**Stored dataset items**
▬▬▬▬▬▬
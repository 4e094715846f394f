mod accounts;
mod config;
mod notify;
mod paths;
mod status_board;
mod usage;

use accounts::{hint_from_token, Account, AccountStore};
use anyhow::{bail, Context, Result};
use chrono::Utc;
use clap::{Parser, Subcommand};
use config::AppConfig;
use crossterm::cursor;
use crossterm::event::{Event as TermEvent, EventStream, KeyCode, KeyEventKind, KeyModifiers};
use crossterm::style::Print;
use crossterm::terminal::{
    disable_raw_mode, enable_raw_mode, Clear, ClearType, EnterAlternateScreen,
    LeaveAlternateScreen,
};
use fs2::FileExt;
use futures::StreamExt;
use notify::{AlertFired, DesktopAlertService, NoopAlertService};
use std::fs::File;
use std::sync::Arc;
use std::time::Duration;
use tokio::sync::{broadcast, mpsc, watch};
use tracing_subscriber::{layer::SubscriberExt, util::SubscriberInitExt};
use usage::fetch::{HttpUsageFetcher, UsageFetcher};
use usage::scheduler::AlertService;
use usage::tracker::{create_tracker_args, spawn_tracker, TrackerHandle};
use usage::types::{AccountId, BoardEntry, FetchStatus, UsageBoard, UsageState};
use usage::velocity;

const VERSION: &str = concat!(
    env!("CARGO_PKG_VERSION"),
    " (",
    env!("QUOTA_WATCH_GIT_SHA"),
    ")"
);

#[derive(Parser)]
#[command(name = "quota-watch")]
#[command(about = "Track Claude usage limits across accounts")]
#[command(version = VERSION)]
struct Cli {
    #[command(subcommand)]
    command: Option<Commands>,
}

#[derive(Subcommand)]
enum Commands {
    /// Watch usage for all accounts in a live terminal view (default)
    Watch,
    /// Fetch usage once for all accounts and print it
    Fetch {
        /// Print machine-readable JSON instead of a table
        #[arg(long)]
        json: bool,
    },
    /// Manage tracked accounts
    Accounts {
        #[command(subcommand)]
        command: AccountCommands,
    },
}

#[derive(Subcommand)]
enum AccountCommands {
    /// Add an account, or update the one with the same id
    Add {
        /// OAuth access token for the account
        token: String,
        /// Account id; derived from the token when omitted
        #[arg(long)]
        id: Option<String>,
        /// Display name shown on the board
        #[arg(long)]
        name: Option<String>,
    },
    /// Remove an account by id
    Remove { id: String },
    /// List configured accounts
    List,
}

#[tokio::main]
async fn main() -> Result<()> {
    tracing_subscriber::registry()
        .with(
            tracing_subscriber::EnvFilter::try_from_default_env()
                .unwrap_or_else(|_| "quota_watch=info".into()),
        )
        .with(tracing_subscriber::fmt::layer().with_writer(std::io::stderr))
        .init();

    let cli = Cli::parse();
    match cli.command.unwrap_or(Commands::Watch) {
        Commands::Watch => run_watch().await,
        Commands::Fetch { json } => run_fetch(json).await,
        Commands::Accounts { command } => run_accounts(command),
    }
}

fn run_accounts(command: AccountCommands) -> Result<()> {
    let mut store = AccountStore::load()?;
    match command {
        AccountCommands::Add { token, id, name } => {
            let hint = hint_from_token(&token);
            let id = id
                .or_else(|| hint.as_ref().map(|h| h.id.clone()))
                .context("Could not derive an account id from the token; pass --id explicitly")?;
            let display_name = name.or_else(|| hint.and_then(|h| h.display_name));
            let account = Account {
                id: AccountId::new(&id),
                credential: token,
                display_name,
            };
            let label = account.label();
            let replaced = store.upsert(account);
            store.save()?;
            if replaced {
                println!("Updated account {}", label);
            } else {
                println!("Added account {}", label);
            }
        }
        AccountCommands::Remove { id } => {
            let id = AccountId::new(&id);
            if !store.remove(&id) {
                bail!("No account with id {}", id);
            }
            store.save()?;
            println!("Removed account {}", id);
        }
        AccountCommands::List => {
            if store.is_empty() {
                println!("No accounts configured.");
            } else {
                for account in store.accounts() {
                    match &account.display_name {
                        Some(name) => println!("{}  {}", account.id, name),
                        None => println!("{}", account.id),
                    }
                }
            }
        }
    }
    Ok(())
}

async fn run_fetch(json: bool) -> Result<()> {
    let config = AppConfig::load()?;
    let store = AccountStore::load()?;
    if store.is_empty() {
        bail!("No accounts configured. Add one with `quota-watch accounts add <token>`.");
    }

    let fetcher = HttpUsageFetcher::new(&config.api_base_url);
    let outcomes =
        futures::future::join_all(store.accounts().iter().map(|a| fetcher.fetch(a))).await;

    let now = Utc::now();
    let mut entries = Vec::new();
    let mut any_success = false;
    for (account, outcome) in store.accounts().iter().zip(outcomes) {
        let mut state = UsageState::new(account.id.clone());
        match outcome {
            Ok(report) => {
                any_success = true;
                state.status = FetchStatus::Success;
                state.fetched_at = Some(now);
                state.percent = report.session.percent;
                state.reset_at = report.session.resets_at.map(|t| t.normalized_to_minute());
                state.reset_progress_percent =
                    state.reset_at.map(|t| velocity::reset_progress(t, now));
                if let Some(weekly) = report.weekly {
                    state.weekly_percent = Some(weekly.percent);
                    state.weekly_reset_at = weekly.resets_at.map(|t| t.normalized_to_minute());
                }
            }
            Err(e) => {
                state.status = FetchStatus::Error(e.to_string());
            }
        }
        entries.push(BoardEntry {
            label: account.label(),
            state,
        });
    }
    entries.sort_by(|a, b| a.label.cmp(&b.label));

    if json {
        let rows: Vec<serde_json::Value> = entries
            .iter()
            .map(|entry| {
                serde_json::json!({
                    "id": entry.state.account_id.to_string(),
                    "label": entry.label,
                    "percent": entry.state.fetched_at.map(|_| entry.state.percent),
                    "resets_at": entry.state.reset_at.map(|t| t.epoch_seconds),
                    "weekly_percent": entry.state.weekly_percent,
                    "error": match &entry.state.status {
                        FetchStatus::Error(message) => Some(message.clone()),
                        _ => None,
                    },
                })
            })
            .collect();
        println!("{}", serde_json::to_string_pretty(&rows)?);
    } else {
        let board = UsageBoard {
            entries,
            updated_at: now,
            paused: false,
        };
        for line in status_board::render_table(&board, now) {
            println!("{}", line);
        }
    }

    if !any_success {
        bail!("All usage fetches failed");
    }
    Ok(())
}

async fn run_watch() -> Result<()> {
    let config = AppConfig::load()?;
    let store = AccountStore::load()?;
    if store.is_empty() {
        bail!("No accounts configured. Add one with `quota-watch accounts add <token>`.");
    }

    let _lock = acquire_watch_lock()?;

    let fetcher: Arc<dyn UsageFetcher> = Arc::new(HttpUsageFetcher::new(&config.api_base_url));
    // With notifications off, a parked sender keeps the alert channel from closing.
    let (alert_service, alert_rx, _parked_tx): (
        Arc<dyn AlertService>,
        mpsc::UnboundedReceiver<AlertFired>,
        Option<mpsc::UnboundedSender<AlertFired>>,
    ) = if config.notifications {
        let (service, rx) = DesktopAlertService::new();
        (service, rx, None)
    } else {
        let (tx, rx) = mpsc::unbounded_channel();
        (Arc::new(NoopAlertService), rx, Some(tx))
    };

    let (args, board_rx, event_rx) =
        create_tracker_args(fetcher, alert_service, config.tracker_config());
    let (tracker, _tracker_task) = spawn_tracker(args).await?;
    for account in store.accounts() {
        tracker.register(account.clone())?;
    }

    enable_raw_mode().context("Failed to enable raw terminal mode")?;
    let mut stdout = std::io::stdout();
    crossterm::execute!(stdout, EnterAlternateScreen, cursor::Hide)
        .context("Failed to enter alternate screen")?;

    let result = watch_loop(&tracker, board_rx, event_rx, alert_rx).await;

    let mut stdout = std::io::stdout();
    let _ = crossterm::execute!(stdout, cursor::Show, LeaveAlternateScreen);
    let _ = disable_raw_mode();
    tracker.stop();

    result
}

async fn watch_loop(
    tracker: &TrackerHandle,
    board_rx: watch::Receiver<UsageBoard>,
    mut event_rx: broadcast::Receiver<UsageBoard>,
    mut alert_rx: mpsc::UnboundedReceiver<AlertFired>,
) -> Result<()> {
    let mut term_events = EventStream::new();
    let mut redraw = tokio::time::interval(Duration::from_secs(1));
    let mut alert_closed = false;

    draw_board(&board_rx.borrow())?;

    loop {
        tokio::select! {
            event = term_events.next() => match event {
                Some(Ok(TermEvent::Key(key))) if key.kind == KeyEventKind::Press => {
                    match key.code {
                        KeyCode::Char('q') | KeyCode::Esc => return Ok(()),
                        KeyCode::Char('c') if key.modifiers.contains(KeyModifiers::CONTROL) => {
                            return Ok(());
                        }
                        KeyCode::Char('r') => tracker.poll_all()?,
                        KeyCode::Char('p') => {
                            let paused = board_rx.borrow().paused;
                            if paused {
                                tracker.resume()?;
                            } else {
                                tracker.pause()?;
                            }
                        }
                        _ => {}
                    }
                }
                Some(Ok(TermEvent::Resize(_, _))) => draw_board(&board_rx.borrow())?,
                Some(Ok(_)) => {}
                Some(Err(e)) => return Err(e).context("Terminal event stream failed"),
                None => return Ok(()),
            },
            event = event_rx.recv() => match event {
                Ok(_) | Err(broadcast::error::RecvError::Lagged(_)) => {
                    draw_board(&board_rx.borrow())?;
                }
                Err(broadcast::error::RecvError::Closed) => {
                    bail!("Usage tracker stopped unexpectedly");
                }
            },
            fired = alert_rx.recv(), if !alert_closed => match fired {
                Some(alert) => {
                    tracing::debug!("Reset alert fired: {}", alert.key);
                    tracker.poll_all()?;
                }
                None => alert_closed = true,
            },
            _ = redraw.tick() => draw_board(&board_rx.borrow())?,
        }
    }
}

fn draw_board(board: &UsageBoard) -> Result<()> {
    let mut stdout = std::io::stdout();
    crossterm::execute!(
        stdout,
        cursor::MoveTo(0, 0),
        Clear(ClearType::All),
        Print(status_board::render_screen(board, Utc::now()).join("\r\n")),
    )
    .context("Failed to draw the status board")?;
    Ok(())
}

fn acquire_watch_lock() -> Result<File> {
    let path = paths::watch_lock_path()?;
    let file = std::fs::OpenOptions::new()
        .create(true)
        .truncate(false)
        .write(true)
        .open(&path)
        .with_context(|| format!("Failed to open lock file at {}", path.display()))?;
    match file.try_lock_exclusive() {
        Ok(()) => Ok(file),
        Err(e) if e.kind() == std::io::ErrorKind::WouldBlock => {
            bail!("Another quota-watch instance is already watching")
        }
        Err(e) => Err(e).with_context(|| format!("Failed to lock {}", path.display())),
    }
}
//! Desktop delivery of scheduled reset alerts.
//!
//! `DesktopAlertService` keeps one sleep-until-fire task per alert key.
//! Upserting an existing key replaces its task, cancel aborts it. When a
//! timer fires it shows an OS notification and emits an [`AlertFired`] event;
//! the watch shell routes that into a full poll so the board reflects the
//! reset promptly.

use crate::usage::scheduler::AlertService;
use crate::usage::types::ResetTimestamp;
use anyhow::Result;
use std::collections::HashMap;
use std::sync::{Arc, Mutex, Once};
use std::time::Duration;
use tokio::sync::mpsc;
use tokio::task::JoinHandle;

/// Ensure macOS notification application is set (once per process).
static MACOS_APP_INIT: Once = Once::new();

/// Initialize notification system for the current platform.
/// On macOS, this sets the application name so notifications appear correctly.
fn ensure_notifications_initialized() {
    MACOS_APP_INIT.call_once(|| {
        #[cfg(target_os = "macos")]
        {
            // Borrow Terminal's identity; a plain CLI has no bundle of its own.
            if let Err(e) = notify_rust::set_application("com.apple.Terminal") {
                tracing::warn!("Failed to set notification application: {}", e);
            }
        }
    });
}

const ALERT_TIMEOUT_MS: u32 = 5000;

/// Emitted after an alert was delivered (or delivery was attempted).
#[derive(Debug, Clone, PartialEq, Eq)]
pub struct AlertFired {
    pub key: String,
}

/// Alert service backed by desktop notifications and tokio timers.
pub struct DesktopAlertService {
    timers: Arc<Mutex<HashMap<String, JoinHandle<()>>>>,
    fired_tx: mpsc::UnboundedSender<AlertFired>,
}

impl DesktopAlertService {
    /// Creates the service and the receiver for delivery events.
    ///
    /// Must be called within a tokio runtime; timers are spawned tasks.
    pub fn new() -> (Arc<Self>, mpsc::UnboundedReceiver<AlertFired>) {
        let (fired_tx, fired_rx) = mpsc::unbounded_channel();
        let service = Arc::new(Self {
            timers: Arc::new(Mutex::new(HashMap::new())),
            fired_tx,
        });
        (service, fired_rx)
    }
}

impl AlertService for DesktopAlertService {
    fn upsert(&self, key: &str, title: &str, body: &str, fire_at: ResetTimestamp) -> Result<()> {
        // A fire time already in the past fires right away.
        let delay = fire_at.duration_from_now().unwrap_or(Duration::ZERO);

        let timers = Arc::clone(&self.timers);
        let fired_tx = self.fired_tx.clone();
        let task_key = key.to_string();
        let title = title.to_string();
        let body = body.to_string();

        // Hold the lock across spawn + insert so a zero-delay timer cannot
        // observe the map before its own handle is registered.
        let mut pending = self.timers.lock().unwrap();
        let handle = tokio::spawn(async move {
            tokio::time::sleep(delay).await;
            timers.lock().unwrap().remove(&task_key);

            let shown =
                tokio::task::spawn_blocking(move || show_notification(&title, &body)).await;
            if shown.is_err() {
                tracing::warn!("Notification display task failed");
            }

            let _ = fired_tx.send(AlertFired { key: task_key });
        });

        if let Some(previous) = pending.insert(key.to_string(), handle) {
            previous.abort();
        }
        Ok(())
    }

    fn cancel(&self, key: &str) -> Result<()> {
        if let Some(handle) = self.timers.lock().unwrap().remove(key) {
            handle.abort();
        }
        Ok(())
    }
}

impl Drop for DesktopAlertService {
    fn drop(&mut self) {
        for (_, handle) in self.timers.lock().unwrap().drain() {
            handle.abort();
        }
    }
}

fn show_notification(title: &str, body: &str) {
    ensure_notifications_initialized();

    let mut notification = notify_rust::Notification::new();
    notification
        .summary(title)
        .body(body)
        .timeout(notify_rust::Timeout::Milliseconds(ALERT_TIMEOUT_MS));

    // Urgency is only available on Linux (freedesktop notification spec)
    #[cfg(target_os = "linux")]
    notification.urgency(notify_rust::Urgency::Normal);

    if let Err(e) = notification.show() {
        tracing::warn!("Could not send notification: {}", e);
    }
}

/// Alert service that drops everything, for the notifications-off config.
pub struct NoopAlertService;

impl AlertService for NoopAlertService {
    fn upsert(&self, _key: &str, _title: &str, _body: &str, _fire_at: ResetTimestamp) -> Result<()> {
        Ok(())
    }

    fn cancel(&self, _key: &str) -> Result<()> {
        Ok(())
    }
}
▬▬▬▬▬▬
**WHAT THIS TASK INVOLVES**
Say, as a single number, how many lines of the records hold the word "TermEvent".

**ANSWER SPACE**
3